Both the line with "static RE_WORD: LazyLock<Option<Regex>>" and the line with "let mut m: HashMap<&'static" in the records below must appear in the output, along with every line between them, exactly and with nothing added.

Data for the task
========

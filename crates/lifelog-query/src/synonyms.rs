//! Lifelog-domain synonym expansion.
//!
//! Variants substitute one slot at a time, then pairs of slots. At most
//! [`MAX_PER_SLOT`] synonyms are tried per slot and only the first
//! [`MAX_COMBINED_SLOTS`] slots are combined, which bounds the variant count.

use regex::Regex;
use std::collections::HashMap;
use std::sync::LazyLock;

use lifelog_core::text::fold_case;

pub const MAX_PER_SLOT: usize = 3;
pub const MAX_COMBINED_SLOTS: usize = 2;

static RE_WORD: LazyLock<Option<Regex>> = LazyLock::new(|| Regex::new(r"[\p{L}\p{N}']+").ok());

static SYNONYMS: LazyLock<HashMap<&'static str, &'static [&'static str]>> = LazyLock::new(|| {
    let mut m: HashMap<&'static str, &'static [&'static str]> = HashMap::new();
    m.insert("meeting", &["call", "sync", "discussion", "standup"]);
    m.insert("call", &["meeting", "phone", "conversation"]);
    m.insert("talk", &["discuss", "conversation", "chat"]);
    m.insert("talked", &["discussed", "spoke", "chatted"]);
    m.insert("said", &["mentioned", "told", "stated"]);
    m.insert("lunch", &["meal", "food", "eat"]);
    m.insert("dinner", &["meal", "food", "supper"]);
    m.insert("eat", &["ate", "lunch", "dinner"]);
    m.insert("project", &["initiative", "work", "task"]);
    m.insert("idea", &["thought", "concept", "proposal"]);
    m.insert("decided", &["agreed", "chose", "concluded"]);
    m.insert("decision", &["choice", "conclusion", "agreement"]);
    m.insert("plan", &["strategy", "roadmap", "schedule"]);
    m.insert("problem", &["issue", "bug", "challenge"]);
    m.insert("issue", &["problem", "bug", "concern"]);
    m.insert("buy", &["purchase", "order", "get"]);
    m.insert("bought", &["purchased", "ordered", "got"]);
    m.insert("todo", &["task", "action", "reminder"]);
    m.insert("task", &["todo", "action", "assignment"]);
    m.insert("doctor", &["appointment", "clinic", "physician"]);
    m.insert("workout", &["exercise", "gym", "training"]);
    m.insert("budget", &["finance", "spending", "costs"]);
    m.insert("boss", &["manager", "lead", "supervisor"]);
    m.insert("feedback", &["review", "comments", "critique"]);
    m.insert("trip", &["travel", "vacation", "journey"]);
    m
});

pub fn synonyms_for(word: &str) -> &'static [&'static str] {
    SYNONYMS.get(fold_case(word).as_str()).copied().unwrap_or(&[])
}

/// Query variants with domain synonyms substituted, deduplicated and never
/// including the query itself.
pub fn expand(query: &str) -> Vec<String> {
    let Some(re) = RE_WORD.as_ref() else { return Vec::new() };
    let slots: Vec<(usize, usize, &'static [&'static str])> = re
        .find_iter(query)
        .filter_map(|m| {
            let syns = synonyms_for(m.as_str());
            (!syns.is_empty()).then(|| (m.start(), m.end(), &syns[..syns.len().min(MAX_PER_SLOT)]))
        })
        .collect();

    let mut variants: Vec<String> = Vec::new();
    let mut push = |v: String| {
        if v != query && !variants.contains(&v) {
            variants.push(v);
        }
    };

    for &(start, end, syns) in &slots {
        for syn in syns {
            push(substitute(query, &[(start, end, *syn)]));
        }
    }

    let combined = &slots[..slots.len().min(MAX_COMBINED_SLOTS)];
    if let [(s1, e1, syns1), (s2, e2, syns2)] = combined {
        for a in *syns1 {
            for b in *syns2 {
                push(substitute(query, &[(*s1, *e1, *a), (*s2, *e2, *b)]));
            }
        }
    }
    variants
}

/// Replaces non-overlapping, start-ordered spans.
fn substitute(query: &str, replacements: &[(usize, usize, &str)]) -> String {
    let mut out = String::with_capacity(query.len() + 16);
    let mut cursor = 0;
    for &(start, end, with) in replacements {
        out.push_str(&query[cursor..start]);
        out.push_str(with);
        cursor = end;
    }
    out.push_str(&query[cursor..]);
    out
}

#[cfg(test)]
mod tests {
    use super::*;

    #[test]
    fn single_slot_yields_one_variant_per_synonym() {
        let v = expand("team meeting notes");
        assert_eq!(v, vec!["team call notes", "team sync notes", "team discussion notes"]);
    }

    #[test]
    fn two_slots_add_pairwise_combinations() {
        let v = expand("lunch meeting");
        assert_eq!(v.len(), 3 + 3 + 9);
        assert!(v.contains(&"meal call".to_string()));
    }

    #[test]
    fn only_first_two_slots_are_combined() {
        let v = expand("lunch meeting budget");
        assert_eq!(v.len(), 9 + 9);
    }

    #[test]
    fn no_synonyms_no_variants() {
        assert!(expand("quarterly roadmap review").is_empty());
    }
}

========

Your response
static RE_WORD: LazyLock<Option<Regex>> = LazyLock::new(|| Regex::new(r"[\p{L}\p{N}']+").ok());

static SYNONYMS: LazyLock<HashMap<&'static str, &'static [&'static str]>> = LazyLock::new(|| {
    let mut m: HashMap<&'static str, &'static [&'static str]> = HashMap::new();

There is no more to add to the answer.